## RECORDS TO USE
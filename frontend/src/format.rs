use std::fmt;

use shared::GeoPoint;

/// `"lat, lon"` at 5 decimals, as shown in the endpoint inputs.
pub fn format_coord(point: GeoPoint) -> String {
    format!("{:.5}, {:.5}", point.lat(), point.lon())
}

/// Kilometers at 2 decimals, halves rounded up.
pub fn format_distance_km(meters: f64) -> String {
    format!("{:.2}", (meters / 10.0).round() / 100.0)
}

pub fn format_elevation_gain(meters: f64) -> String {
    format!("{}", meters.round().max(0.0) as u64)
}

/// Whole minutes, with hours dropped when zero: `45 min`, `2h 5m`.
pub fn format_duration(seconds: f64) -> String {
    let total_minutes = (seconds.max(0.0) / 60.0).round() as u64;
    let hours = total_minutes / 60;
    let minutes = total_minutes % 60;
    if hours > 0 {
        format!("{hours}h {minutes}m")
    } else {
        format!("{minutes} min")
    }
}

#[derive(Debug, Clone, PartialEq)]
pub struct RouteSummary {
    pub distance_km: String,
    pub elevation_gain_m: String,
    pub duration: String,
}

impl RouteSummary {
    pub fn new(distance_m: f64, elevation_gain_m: f64, total_time_s: f64) -> Self {
        Self {
            distance_km: format_distance_km(distance_m),
            elevation_gain_m: format_elevation_gain(elevation_gain_m),
            duration: format_duration(total_time_s),
        }
    }
}

impl fmt::Display for RouteSummary {
    fn fmt(&self, f: &mut fmt::Formatter<'_>) -> fmt::Result {
        write!(
            f,
            "Distance: {} km | Elevation: +{} m | Est. time: {}",
            self.distance_km, self.elevation_gain_m, self.duration
        )
    }
}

## AIM OF THE TASK
Print the lines from the one containing "Whole minutes, with" through the end of the material, word for word, and nothing else.

## PROBLEM SOLUTION
/// Whole minutes, with hours dropped when zero: `45 min`, `2h 5m`.
pub fn format_duration(seconds: f64) -> String {
    let total_minutes = (seconds.max(0.0) / 60.0).round() as u64;
    let hours = total_minutes / 60;
    let minutes = total_minutes % 60;
    if hours > 0 {
        format!("{hours}h {minutes}m")
    } else {
        format!("{minutes} min")
    }
}

#[derive(Debug, Clone, PartialEq)]
pub struct RouteSummary {
    pub distance_km: String,
    pub elevation_gain_m: String,
    pub duration: String,
}

impl RouteSummary {
    pub fn new(distance_m: f64, elevation_gain_m: f64, total_time_s: f64) -> Self {
        Self {
            distance_km: format_distance_km(distance_m),
            elevation_gain_m: format_elevation_gain(elevation_gain_m),
            duration: format_duration(total_time_s),
        }
    }
}

impl fmt::Display for RouteSummary {
    fn fmt(&self, f: &mut fmt::Formatter<'_>) -> fmt::Result {
        write!(
            f,
            "Distance: {} km | Elevation: +{} m | Est. time: {}",
            self.distance_km, self.elevation_gain_m, self.duration
        )
    }
}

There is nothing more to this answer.